SGA babies that are asymmetrical are almost always pathological, presumably due to uteroplacental insufficiency that portends late in gestation. In contrast, SGA babies that are symmetrical could be either pathological or constitutionally small. Mortality, in SGA babies compared with appropriate one, shows us a risk 5 times higher.
Babies delivered at early (preterm) gestations are at increased risk of mortality, regardless of SGA status. Some authors (6) emphasizes risk factors and AF level to enhance the diagnosis others emphasizes the use of ultrasound charts to enhance detection (16, 17).
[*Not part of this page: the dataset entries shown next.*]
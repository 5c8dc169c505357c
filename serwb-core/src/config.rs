//! Link configuration.
//!
//! Both endpoints must agree on everything except the training timers;
//! there is no negotiation on the wire.

use serde::{Deserialize, Serialize};

use crate::code::word::MAX_LANES;
use crate::error::SerwbError;

/// Top-level link configuration.
#[derive(Debug, Clone, PartialEq, Serialize, Deserialize)]
#[serde(default)]
pub struct LinkConfig {
    /// Number of parallel 8b/10b lanes in a link word (1..=4).
    pub lanes: usize,
    /// Link bring-up timers and thresholds.
    pub training: TrainingConfig,
    /// Payload whitening.
    pub scrambler: ScramblerConfig,
    /// Clock-domain bridge queues.
    pub bridge: BridgeConfig,
    /// Packet framing.
    pub framing: FramingConfig,
    /// Bus tunnel behaviour.
    pub tunnel: TunnelConfig,
}

/// Link training timers, all in line clocks.
#[derive(Debug, Clone, PartialEq, Serialize, Deserialize)]
#[serde(default)]
pub struct TrainingConfig {
    /// Electrical idle driven in RESET so the peer sees the link drop.
    pub reset_dwell: u32,
    /// Comma transmission time before the alignment check starts.
    pub send_dwell: u32,
    /// Ticks allowed from entering training until the aligner locks.
    pub align_timeout: u32,
    /// Consecutive commas at one offset needed to declare lock.
    pub lock_threshold: u32,
    /// Non-comma words tolerated at one offset before slipping a bit.
    pub slip_dwell: u32,
    /// Full passes over every bit offset before giving up.
    pub align_scans: u32,
    /// Words without a comma after which a held lock is considered lost.
    pub max_comma_gap: u32,
    /// Clean ticks required in ALIGNED before payload is enabled.
    pub confirm_window: u32,
    /// Decode errors tolerated per error window while READY.
    pub error_tolerance: u32,
    /// Length of the error counting window.
    pub error_window: u32,
}

/// Scrambler settings.
#[derive(Debug, Clone, PartialEq, Serialize, Deserialize)]
#[serde(default)]
pub struct ScramblerConfig {
    /// Whiten payload words. When false the scrambler is an identity.
    pub enabled: bool,
    /// A comma word is inserted every `sync_interval` payload-mode words.
    pub sync_interval: u32,
}

#[derive(Debug, Clone, PartialEq, Serialize, Deserialize)]
#[serde(default)]
pub struct BridgeConfig {
    /// Depth of each clock-domain queue, in words.
    pub depth: usize,
}

#[derive(Debug, Clone, PartialEq, Serialize, Deserialize)]
#[serde(default)]
pub struct FramingConfig {
    /// Largest accepted frame payload, in words.
    pub max_payload_words: usize,
    /// A partially received frame with no new word for this long is dropped.
    pub frame_timeout_ms: u64,
}

#[derive(Debug, Clone, Default, PartialEq, Serialize, Deserialize)]
#[serde(default)]
pub struct TunnelConfig {
    /// Fail an outstanding read after this many milliseconds.
    /// `None` waits until the response arrives or the link resets.
    #[serde(skip_serializing_if = "Option::is_none")]
    pub read_timeout_ms: Option<u64>,
}

// ── Defaults ─────────────────────────────────────────────────────

impl Default for LinkConfig {
    fn default() -> Self {
        Self {
            lanes: MAX_LANES,
            training: TrainingConfig::default(),
            scrambler: ScramblerConfig::default(),
            bridge: BridgeConfig::default(),
            framing: FramingConfig::default(),
            tunnel: TunnelConfig::default(),
        }
    }
}

impl Default for TrainingConfig {
    fn default() -> Self {
        Self {
            reset_dwell: 16,
            send_dwell: 64,
            align_timeout: 4096,
            lock_threshold: 16,
            slip_dwell: 4,
            align_scans: 2,
            max_comma_gap: 2048,
            confirm_window: 512,
            error_tolerance: 8,
            error_window: 1024,
        }
    }
}

impl Default for ScramblerConfig {
    fn default() -> Self {
        Self {
            enabled: true,
            sync_interval: 1024,
        }
    }
}

impl Default for BridgeConfig {
    fn default() -> Self {
        Self { depth: 16 }
    }
}

impl Default for FramingConfig {
    fn default() -> Self {
        Self {
            max_payload_words: 64,
            frame_timeout_ms: 50,
        }
    }
}

// ── Validation ───────────────────────────────────────────────────

/// Smallest useful frame: record header, address and one data word.
pub const MIN_PAYLOAD_WORDS: usize = 3;

/// Upper bound on a frame payload: a full 255-word burst plus its header.
pub const MAX_PAYLOAD_WORDS: usize = 257;

impl LinkConfig {
    /// Configuration with the standard timers and the given lane count.
    pub fn with_lanes(lanes: usize) -> Self {
        Self {
            lanes,
            ..Self::default()
        }
    }

    /// Reject zero timers and combinations that cannot train.
    pub fn validate(&self) -> Result<(), SerwbError> {
        if self.lanes == 0 || self.lanes > MAX_LANES {
            return Err(SerwbError::Config(format!(
                "lanes must be 1..={MAX_LANES}, got {}",
                self.lanes
            )));
        }

        let t = &self.training;
        let timers = [
            ("training.reset_dwell", t.reset_dwell),
            ("training.send_dwell", t.send_dwell),
            ("training.align_timeout", t.align_timeout),
            ("training.lock_threshold", t.lock_threshold),
            ("training.slip_dwell", t.slip_dwell),
            ("training.align_scans", t.align_scans),
            ("training.max_comma_gap", t.max_comma_gap),
            ("training.confirm_window", t.confirm_window),
            ("training.error_window", t.error_window),
            ("scrambler.sync_interval", self.scrambler.sync_interval),
        ];
        if let Some((name, _)) = timers.iter().find(|(_, v)| *v == 0) {
            return Err(SerwbError::Config(format!("{name} must be non-zero")));
        }
        if t.error_tolerance >= t.error_window {
            return Err(SerwbError::Config(
                "training.error_tolerance must be below training.error_window".into(),
            ));
        }
        if t.max_comma_gap <= self.scrambler.sync_interval {
            return Err(SerwbError::Config(
                "training.max_comma_gap must exceed scrambler.sync_interval".into(),
            ));
        }
        if self.framing.frame_timeout_ms == 0 {
            return Err(SerwbError::Config("framing.frame_timeout_ms must be non-zero".into()));
        }
        if self.bridge.depth == 0 {
            return Err(SerwbError::Config("bridge.depth must be non-zero".into()));
        }
        let words = self.framing.max_payload_words;
        if !(MIN_PAYLOAD_WORDS..=MAX_PAYLOAD_WORDS).contains(&words) {
            return Err(SerwbError::Config(format!(
                "framing.max_payload_words must be {MIN_PAYLOAD_WORDS}..={MAX_PAYLOAD_WORDS}, got {words}"
            )));
        }
        Ok(())
    }

    /// Width of a raw line word in bits.
    pub fn word_bits(&self) -> u32 {
        crate::code::word::raw_width(self.lanes)
    }

    /// Largest burst that fits in one frame.
    pub fn max_burst_words(&self) -> usize {
        self.framing.max_payload_words.saturating_sub(2).min(255)
    }
}

// ── Tests ────────────────────────────────────────────────────────
//! Bus tunnelling over the framed word stream.
//!
//! A [`BusRole::Slave`] endpoint turns local [`BusTransaction`]s into
//! request records. A [`BusRole::Master`] endpoint executes the requests
//! it receives on its local [`Bus`] and answers reads. Writes are posted;
//! reads are strictly one at a time.

pub mod bus;

pub use bus::{Access, Bus, BusOp, BusTransaction, MemoryBus, byte_mask};

use std::time::{Duration, Instant};

use tracing::{debug, warn};

use crate::codec::Packetizer;
use crate::config::LinkConfig;
use crate::error::SerwbError;
use crate::header::BYTE_ENABLE_ALL;
use crate::message::{BusRole, Opcode};
use crate::packet::Packet;
use crate::state::PendingRead;

/// Value returned for words the local bus failed to read.
pub const BUS_ERROR_VALUE: u32 = 0xFFFF_FFFF;

/// Tunnel counters.
#[derive(Debug, Clone, Copy, Default, PartialEq, Eq)]
pub struct TunnelStats {
    /// Write records sent or executed.
    pub writes: u64,
    /// Read records sent or executed.
    pub reads: u64,
    /// Read responses sent or matched.
    pub responses: u64,
    /// Records dropped: wrong direction, unmatched or unanswerable.
    pub dropped: u64,
}

// ── BusTunnel ────────────────────────────────────────────────────

#[derive(Debug)]
pub struct BusTunnel {
    role: BusRole,
    pending: Option<PendingRead>,
    read_timeout: Option<Duration>,
    max_burst: usize,
    stats: TunnelStats,
}

impl BusTunnel {
    pub fn new(role: BusRole, cfg: &LinkConfig) -> Self {
        Self {
            role,
            pending: None,
            read_timeout: cfg.tunnel.read_timeout_ms.map(Duration::from_millis),
            max_burst: cfg.max_burst_words(),
            stats: TunnelStats::default(),
        }
    }

    pub fn role(&self) -> BusRole {
        self.role
    }

    pub fn stats(&self) -> &TunnelStats {
        &self.stats
    }

    /// Largest number of words in one record.
    pub fn max_burst(&self) -> usize {
        self.max_burst
    }

    /// The requester can take another transaction (no read in flight).
    pub fn can_accept(&self) -> bool {
        self.pending.is_none()
    }

    pub fn pending(&self) -> Option<&PendingRead> {
        self.pending.as_ref()
    }

    // ── Requester ────────────────────────────────────────────────

    /// Queue a local transaction as request records.
    ///
    /// Writes complete as soon as they are queued. A read stays pending
    /// until its response arrives, the link resets or it times out. A
    /// transaction that cannot be queued fails through its `done` channel
    /// with the error that stopped it.
    pub fn submit(&mut self, txn: BusTransaction, out: &mut Packetizer) {
        let BusTransaction { address, op, done } = txn;
        let queued = if self.role != BusRole::Slave {
            Err(SerwbError::ProtocolViolation(
                "bus master endpoint cannot originate requests",
            ))
        } else {
            match op {
                BusOp::Write { data, byte_enable } => {
                    self.queue_writes(address, &data, byte_enable, out).map(|()| None)
                }
                BusOp::Read { count } => self.issue_read(address, count, out).map(|()| Some(count)),
            }
        };

        match queued {
            Ok(None) => {
                let _ = done.send(Ok(Vec::new()));
            }
            Ok(Some(count)) => {
                self.pending = Some(PendingRead::new(address, count, self.read_timeout, done));
            }
            Err(e) => {
                warn!(address, error = %e, "transaction rejected");
                let _ = done.send(Err(e));
            }
        }
    }

    /// Queue every chunk of a write, or none of them.
    fn queue_writes(
        &mut self,
        address: u32,
        data: &[u32],
        byte_enable: u8,
        out: &mut Packetizer,
    ) -> Result<(), SerwbError> {
        if data.is_empty() {
            return Err(SerwbError::ProtocolViolation("empty write"));
        }
        let packets = data
            .chunks(self.max_burst)
            .enumerate()
            .map(|(i, chunk)| {
                let at = address.wrapping_add((i * self.max_burst * 4) as u32);
                let mut packet = Packet::write_burst(at, chunk.to_vec())?;
                packet.header.byte_enable = byte_enable & BYTE_ENABLE_ALL;
                Ok(packet)
            })
            .collect::<Result<Vec<_>, SerwbError>>()?;
        out.push_all(&packets)?;
        for packet in &packets {
            debug!(%packet, "write posted");
        }
        self.stats.writes += packets.len() as u64;
        Ok(())
    }

    fn issue_read(&mut self, address: u32, count: usize, out: &mut Packetizer) -> Result<(), SerwbError> {
        if let Some(p) = &self.pending {
            return Err(SerwbError::ReadPending(p.address));
        }
        let oversized = SerwbError::InvalidLength {
            length: count,
            max: self.max_burst,
        };
        if count > self.max_burst {
            return Err(oversized);
        }
        let packet = Packet::read_burst(address, count).map_err(|_| oversized)?;
        out.push(&packet)?;
        debug!(%packet, "read issued");
        self.stats.reads += 1;
        Ok(())
    }

    /// Handle a record received by the requester.
    pub fn on_response(&mut self, packet: Packet) {
        if !self.role.accepts(packet.opcode()) {
            warn!(%packet, role = %self.role, "unexpected record dropped");
            self.stats.dropped += 1;
            return;
        }
        match self.pending.take() {
            Some(p) if p.matches(packet.address, packet.count()) => {
                debug!(%packet, elapsed = ?p.elapsed(), "read completed");
                self.stats.responses += 1;
                p.complete(Ok(packet.data));
            }
            other => {
                warn!(
                    %packet,
                    pending = ?other.as_ref().map(|p| p.address),
                    "unmatched read response dropped"
                );
                self.pending = other;
                self.stats.dropped += 1;
            }
        }
    }

    /// Fail the outstanding read because the link went down.
    pub fn on_link_reset(&mut self) {
        if let Some(p) = self.pending.take() {
            warn!(address = p.address, "link reset with read in flight");
            p.complete(Err(SerwbError::LinkReset));
        }
    }

    /// When the outstanding read expires, if it can.
    pub fn next_deadline(&self) -> Option<Instant> {
        self.pending.as_ref().and_then(PendingRead::expires_at)
    }

    /// Fail the outstanding read if its deadline has passed.
    pub fn expire(&mut self) -> bool {
        match self.pending.take() {
            Some(p) if p.is_expired() => {
                let waited = p.elapsed();
                warn!(address = p.address, ?waited, "read timed out");
                p.complete(Err(SerwbError::Timeout(waited)));
                true
            }
            other => {
                self.pending = other;
                false
            }
        }
    }

    // ── Responder ────────────────────────────────────────────────

    /// Execute a received request on the local bus, queueing any response.
    pub async fn serve<B: Bus + ?Sized>(
        &mut self,
        packet: Packet,
        bus: &mut B,
        out: &mut Packetizer,
    ) -> Result<(), SerwbError> {
        if !self.role.accepts(packet.opcode()) {
            warn!(%packet, role = %self.role, "unexpected record dropped");
            self.stats.dropped += 1;
            return Ok(());
        }

        match packet.opcode() {
            Opcode::Write => {
                let be = packet.header.byte_enable;
                for (i, value) in packet.data.iter().enumerate() {
                    let at = packet.address.wrapping_add(4 * i as u32);
                    if let Err(e) = bus.write(at, *value, be).await {
                        warn!(address = at, error = %e, "local bus write failed");
                    }
                }
                self.stats.writes += 1;
                Ok(())
            }
            Opcode::Read => {
                let mut data = Vec::with_capacity(packet.count());
                for i in 0..packet.count() {
                    let at = packet.address.wrapping_add(4 * i as u32);
                    let value = match bus.read(at).await {
                        Ok(v) => v,
                        Err(e) => {
                            warn!(address = at, error = %e, "local bus read failed");
                            BUS_ERROR_VALUE
                        }
                    };
                    data.push(value);
                }
                self.stats.reads += 1;
                let response = Packet::read_response(packet.address, data)?;
                out.push(&response)?;
                self.stats.responses += 1;
                Ok(())
            }
            Opcode::ReadResponse => Ok(()),
        }
    }
}

// ── Tests ────────────────────────────────────────────────────────

#[cfg(test)]
mod tests {
    use super::*;
    use crate::bridge::WordSource;
    use crate::codec::Depacketizer;
    use tokio::sync::oneshot;

    fn cfg() -> LinkConfig {
        LinkConfig::default()
    }

    fn drain(out: &mut Packetizer) -> Vec<Packet> {
        let mut dp = Depacketizer::new(cfg().framing.max_payload_words);
        let mut got = Vec::new();
        while let Some(w) = out.pull() {
            dp.push(w);
            got.extend(dp.next_packet());
        }
        got
    }

    fn txn(address: u32, op: BusOp) -> (BusTransaction, oneshot::Receiver<Result<Vec<u32>, SerwbError>>) {
        let (done, rx) = oneshot::channel();
        (BusTransaction { address, op, done }, rx)
    }

    #[tokio::test]
    async fn write_is_posted() {
        let mut t = BusTunnel::new(BusRole::Slave, &cfg());
        let mut out = Packetizer::new(64);
        let (w, rx) = txn(0x100, BusOp::Write { data: vec![0xDEAD_BEEF], byte_enable: 0xF });
        t.submit(w, &mut out);
        assert_eq!(rx.await.unwrap().unwrap(), Vec::<u32>::new());
        assert_eq!(drain(&mut out), vec![Packet::write(0x100, 0xDEAD_BEEF, 0xF)]);
        assert!(t.can_accept());
    }

    #[tokio::test]
    async fn long_write_is_split() {
        let mut t = BusTunnel::new(BusRole::Slave, &cfg());
        let mut out = Packetizer::new(64);
        let data: Vec<u32> = (0..100).collect();
        let (w, rx) = txn(0x1000, BusOp::Write { data, byte_enable: 0xF });
        t.submit(w, &mut out);
        assert!(rx.await.unwrap().is_ok());
        let packets = drain(&mut out);
        assert_eq!(packets.len(), 2);
        assert_eq!(packets[0].count(), 62);
        assert_eq!(packets[1].address, 0x1000 + 62 * 4);
        assert_eq!(packets[1].data[0], 62);
        assert_eq!(t.stats().writes, 2);
    }

    #[tokio::test]
    async fn split_write_that_does_not_fit_queues_nothing() {
        let mut t = BusTunnel::new(BusRole::Slave, &cfg());
        // Room for a short record only: every chunk of the write fails to
        // frame, the first one included.
        let mut out = Packetizer::new(8);
        let (w, rx) = txn(0x1000, BusOp::Write { data: (0..100).collect(), byte_enable: 0xF });
        t.submit(w, &mut out);
        assert!(matches!(rx.await.unwrap(), Err(SerwbError::InvalidLength { .. })));
        assert!(out.is_idle());
        assert_eq!(t.stats().writes, 0);

        // A short write still goes through afterwards.
        let (w, rx) = txn(0x40, BusOp::Write { data: vec![5], byte_enable: 0xF });
        t.submit(w, &mut out);
        assert!(rx.await.unwrap().is_ok());
        assert_eq!(drain(&mut out), vec![Packet::write(0x40, 5, 0xF)]);
    }

    #[tokio::test]
    async fn single_outstanding_read() {
        let mut t = BusTunnel::new(BusRole::Slave, &cfg());
        let mut out = Packetizer::new(64);
        let (r1, rx1) = txn(0x200, BusOp::Read { count: 1 });
        t.submit(r1, &mut out);
        assert!(!t.can_accept());

        let (r2, rx2) = txn(0x300, BusOp::Read { count: 1 });
        t.submit(r2, &mut out);
        assert!(matches!(rx2.await.unwrap(), Err(SerwbError::ReadPending(0x200))));

        // Response for another address is ignored.
        t.on_response(Packet::read_response(0x204, vec![1]).unwrap());
        assert!(!t.can_accept());

        t.on_response(Packet::read_response(0x200, vec![0x55]).unwrap());
        assert_eq!(rx1.await.unwrap().unwrap(), vec![0x55]);
        assert!(t.can_accept());
        assert_eq!(t.stats().dropped, 1);
    }

    #[tokio::test]
    async fn unsolicited_response_dropped() {
        let mut t = BusTunnel::new(BusRole::Slave, &cfg());
        t.on_response(Packet::read_response(0x200, vec![1]).unwrap());
        t.on_response(Packet::write(0, 0, 0xF));
        assert_eq!(t.stats().dropped, 2);
    }

    #[tokio::test]
    async fn link_reset_fails_pending_read() {
        let mut t = BusTunnel::new(BusRole::Slave, &cfg());
        let mut out = Packetizer::new(64);
        let (r, rx) = txn(0x200, BusOp::Read { count: 1 });
        t.submit(r, &mut out);
        t.on_link_reset();
        assert!(matches!(rx.await.unwrap(), Err(SerwbError::LinkReset)));
        assert!(t.can_accept());
    }

    #[tokio::test]
    async fn read_deadline_expires() {
        let mut c = cfg();
        c.tunnel.read_timeout_ms = Some(1);
        let mut t = BusTunnel::new(BusRole::Slave, &c);
        let mut out = Packetizer::new(64);
        let (r, rx) = txn(0x200, BusOp::Read { count: 1 });
        t.submit(r, &mut out);
        assert!(t.next_deadline().is_some());
        tokio::time::sleep(Duration::from_millis(5)).await;
        assert!(t.expire());
        assert!(matches!(rx.await.unwrap(), Err(SerwbError::Timeout(_))));
    }

    #[tokio::test]
    async fn oversized_read_rejected() {
        let mut t = BusTunnel::new(BusRole::Slave, &cfg());
        let mut out = Packetizer::new(64);
        let (r, rx) = txn(0, BusOp::Read { count: 63 });
        t.submit(r, &mut out);
        assert!(matches!(
            rx.await.unwrap(),
            Err(SerwbError::InvalidLength { length: 63, max: 62 })
        ));
        assert!(t.can_accept());
        assert!(out.is_idle());
    }

    #[tokio::test]
    async fn responder_executes_and_answers() {
        let mut t = BusTunnel::new(BusRole::Master, &cfg());
        let mut bus = MemoryBus::new();
        let mut out = Packetizer::new(64);

        t.serve(Packet::write(0x100, 0xDEAD_BEEF, 0xF), &mut bus, &mut out).await.unwrap();
        t.serve(Packet::write(0x100, 0x0000_0011, 0x1), &mut bus, &mut out).await.unwrap();
        assert!(out.is_idle());
        assert_eq!(bus.peek(0x100).await, 0xDEAD_BE11);

        t.serve(Packet::read_burst(0x100, 2).unwrap(), &mut bus, &mut out).await.unwrap();
        assert_eq!(
            drain(&mut out),
            vec![Packet::read_response(0x100, vec![0xDEAD_BE11, 0]).unwrap()]
        );
    }

    #[tokio::test]
    async fn responder_refuses_requests_from_local_side() {
        let mut t = BusTunnel::new(BusRole::Master, &cfg());
        let mut out = Packetizer::new(64);
        let (w, rx) = txn(0, BusOp::Write { data: vec![1], byte_enable: 0xF });
        t.submit(w, &mut out);
        assert!(matches!(rx.await.unwrap(), Err(SerwbError::ProtocolViolation(_))));
        assert!(out.is_idle());
    }
}
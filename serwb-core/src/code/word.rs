//! Multi-lane link words.
//!
//! A [`LinkWord`] carries one byte per lane (lane 0 in the low byte) and
//! a per-lane control mask. On the line it becomes a [`RawWord`] of
//! `lanes * 10` bits with lane 0 in the most significant position, so
//! the serial order (MSB first) is lane 0 `a..j`, lane 1 `a..j`, ...

use std::fmt;

use super::{K28_5, SYMBOL_BITS, SymbolDecoder, SymbolEncoder};
use crate::error::{DecodeError, SerwbError};

/// Maximum number of lanes a link word can span.
pub const MAX_LANES: usize = 4;

// ── LinkWord ─────────────────────────────────────────────────────

/// One link-clock worth of decoded symbols.
#[derive(Clone, Copy, PartialEq, Eq, Hash, Default)]
pub struct LinkWord {
    /// Lane bytes, lane 0 in bits 7..0.
    pub data: u32,
    /// Control mask, bit `n` set when lane `n` carries a K-code.
    pub k: u8,
}

impl LinkWord {
    /// The reserved idle / training word: K28.5 on lane 0, D0.0 elsewhere.
    pub const COMMA: Self = Self {
        data: K28_5 as u32,
        k: 0b0001,
    };

    /// A plain data word.
    pub const fn data(data: u32) -> Self {
        Self { data, k: 0 }
    }

    /// Returns `true` if any lane carries a control symbol.
    pub fn is_control(&self) -> bool {
        self.k != 0
    }

    pub fn is_comma(&self) -> bool {
        *self == Self::COMMA
    }

    /// Byte carried on `lane`.
    pub fn lane(&self, lane: usize) -> u8 {
        (self.data >> (8 * lane)) as u8
    }
}

impl fmt::Debug for LinkWord {
    fn fmt(&self, f: &mut fmt::Formatter<'_>) -> fmt::Result {
        if self.k == 0 {
            write!(f, "D({:#010x})", self.data)
        } else {
            write!(f, "K({:#010x}, k={:#06b})", self.data, self.k)
        }
    }
}

// ── RawWord ──────────────────────────────────────────────────────

/// Undecoded line bits for one link clock (`lanes * 10` significant bits).
pub type RawWord = u64;

/// Width in bits of a raw word for the given lane count.
pub fn raw_width(lanes: usize) -> u32 {
    lanes as u32 * SYMBOL_BITS
}

/// Extract the code group carried by `lane` of a raw word.
pub fn lane_code(raw: RawWord, lanes: usize, lane: usize) -> u16 {
    let shift = SYMBOL_BITS * (lanes - 1 - lane) as u32;
    ((raw >> shift) & 0x3FF) as u16
}

fn check_lanes(lanes: usize) -> Result<(), SerwbError> {
    if lanes == 0 || lanes > MAX_LANES {
        return Err(SerwbError::Config(format!(
            "lane count must be 1..={MAX_LANES}, got {lanes}"
        )));
    }
    Ok(())
}

// ── WordEncoder ──────────────────────────────────────────────────

/// Encodes link words across all lanes, one disparity state per lane.
#[derive(Debug, Clone)]
pub struct WordEncoder {
    lanes: Vec<SymbolEncoder>,
}

impl WordEncoder {
    pub fn new(lanes: usize) -> Result<Self, SerwbError> {
        check_lanes(lanes)?;
        Ok(Self {
            lanes: vec![SymbolEncoder::new(); lanes],
        })
    }

    pub fn lanes(&self) -> usize {
        self.lanes.len()
    }

    pub fn encode(&mut self, word: LinkWord) -> Result<RawWord, SerwbError> {
        let n = self.lanes.len();
        let mut raw: RawWord = 0;
        for (lane, enc) in self.lanes.iter_mut().enumerate() {
            let control = word.k & (1 << lane) != 0;
            let code = enc.encode(control, word.lane(lane))?;
            raw |= (code as RawWord) << (SYMBOL_BITS * (n - 1 - lane) as u32);
        }
        Ok(raw)
    }

    pub fn reset(&mut self) {
        self.lanes.iter_mut().for_each(SymbolEncoder::reset);
    }
}

// ── WordDecoder ──────────────────────────────────────────────────

/// Decodes raw words across all lanes.
#[derive(Debug, Clone)]
pub struct WordDecoder {
    lanes: Vec<SymbolDecoder>,
}

impl WordDecoder {
    pub fn new(lanes: usize) -> Result<Self, SerwbError> {
        check_lanes(lanes)?;
        Ok(Self {
            lanes: vec![SymbolDecoder::new(); lanes],
        })
    }

    pub fn lanes(&self) -> usize {
        self.lanes.len()
    }

    /// Decode every lane; the first failing lane is reported.
    ///
    /// All lanes are still clocked on error so their disparity keeps
    /// following the line.
    pub fn decode(&mut self, raw: RawWord) -> Result<LinkWord, DecodeError> {
        match self.decode_lossy(raw) {
            (word, None) => Ok(word),
            (_, Some(e)) => Err(e),
        }
    }

    /// Decode every lane and keep whatever could be recovered.
    ///
    /// Good lanes keep their symbols even when another lane fails. A lane
    /// with a disparity error keeps the byte its code group stands for; a
    /// code violation reads as a zero data byte.
    pub fn decode_lossy(&mut self, raw: RawWord) -> (LinkWord, Option<DecodeError>) {
        let n = self.lanes.len();
        let mut word = LinkWord::default();
        let mut first_err = None;
        for (lane, dec) in self.lanes.iter_mut().enumerate() {
            let sym = match dec.decode_best_effort(lane_code(raw, n, lane), lane) {
                Ok(sym) => Some(sym),
                Err((e, sym)) => {
                    first_err.get_or_insert(e);
                    sym
                }
            };
            if let Some(sym) = sym {
                word.data |= (sym.value as u32) << (8 * lane);
                if sym.control {
                    word.k |= 1 << lane;
                }
            }
        }
        (word, first_err)
    }

    pub fn reset(&mut self) {
        self.lanes.iter_mut().for_each(SymbolDecoder::reset);
    }
}

#[cfg(test)]
mod tests {
    use super::*;
    use crate::code::{COMMA_NEG, is_comma};

    #[test]
    fn comma_word_layout() {
        let mut enc = WordEncoder::new(4).unwrap();
        let raw = enc.encode(LinkWord::COMMA).unwrap();
        assert_eq!(lane_code(raw, 4, 0), COMMA_NEG);
        assert!(is_comma(lane_code(raw, 4, 0)));
        assert!(!is_comma(lane_code(raw, 4, 1)));
        assert_eq!(raw >> 40, 0);
    }

    #[test]
    fn words_decode_back_across_lanes() {
        let mut enc = WordEncoder::new(4).unwrap();
        let mut dec = WordDecoder::new(4).unwrap();
        let words = [
            LinkWord::COMMA,
            LinkWord::data(0xDEAD_BEEF),
            LinkWord::data(0),
            LinkWord::data(u32::MAX),
            LinkWord { data: 0x0000_FDBC, k: 0b0011 },
        ];
        for w in words {
            let raw = enc.encode(w).unwrap();
            assert_eq!(dec.decode(raw).unwrap(), w);
        }
    }

    #[test]
    fn single_lane_configuration() {
        let mut enc = WordEncoder::new(1).unwrap();
        let mut dec = WordDecoder::new(1).unwrap();
        for v in 0..=255u32 {
            let raw = enc.encode(LinkWord::data(v)).unwrap();
            assert!(raw < 1 << 10);
            assert_eq!(dec.decode(raw).unwrap(), LinkWord::data(v));
        }
    }

    #[test]
    fn lane_count_validated() {
        assert!(WordEncoder::new(0).is_err());
        assert!(WordDecoder::new(5).is_err());
    }

    #[test]
    fn corrupted_lane_reported() {
        let mut enc = WordEncoder::new(4).unwrap();
        let mut dec = WordDecoder::new(4).unwrap();
        let raw = enc.encode(LinkWord::data(0x1234_5678)).unwrap();
        // All-zero code group on lane 2 is never valid.
        let bad = raw & !(0x3FF << 10);
        let err = dec.decode(bad).unwrap_err();
        assert_eq!(err.lane(), 2);
    }

    #[test]
    fn lossy_decode_keeps_good_lanes() {
        let mut enc = WordEncoder::new(4).unwrap();
        let mut dec = WordDecoder::new(4).unwrap();
        let raw = enc.encode(LinkWord::data(0x1234_5678)).unwrap();
        let (word, err) = dec.decode_lossy(raw & !(0x3FF << 10));
        assert_eq!(err.map(|e| e.lane()), Some(2));
        assert_eq!(word, LinkWord::data(0x1200_5678));
    }
}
We can summarize all the data explained in this work saying that the general approach to management of fetus with ultrasonographically suspected IUGR involves risk factor modification when possible and the initiation of antepartum fetal surveillance, ultrasonography, and delivery when the risk of continued in uterus development outweigh the benefits.
The risks to the growth – impaired fetus are well documented. Currently, although the incidence of IUGR has not changed appreciably, the prognosis for SGA infants has improved dramatically. It must be emphasized, however, that perinatal morbidity and mortality will continue to occur despite optimal management of the fetus with suspected IUGR. In those fetuses managed expectantly, antepartum injury or death may occur because current methods of fetal surveillance are less than perfect in the prediction of fetal outcome.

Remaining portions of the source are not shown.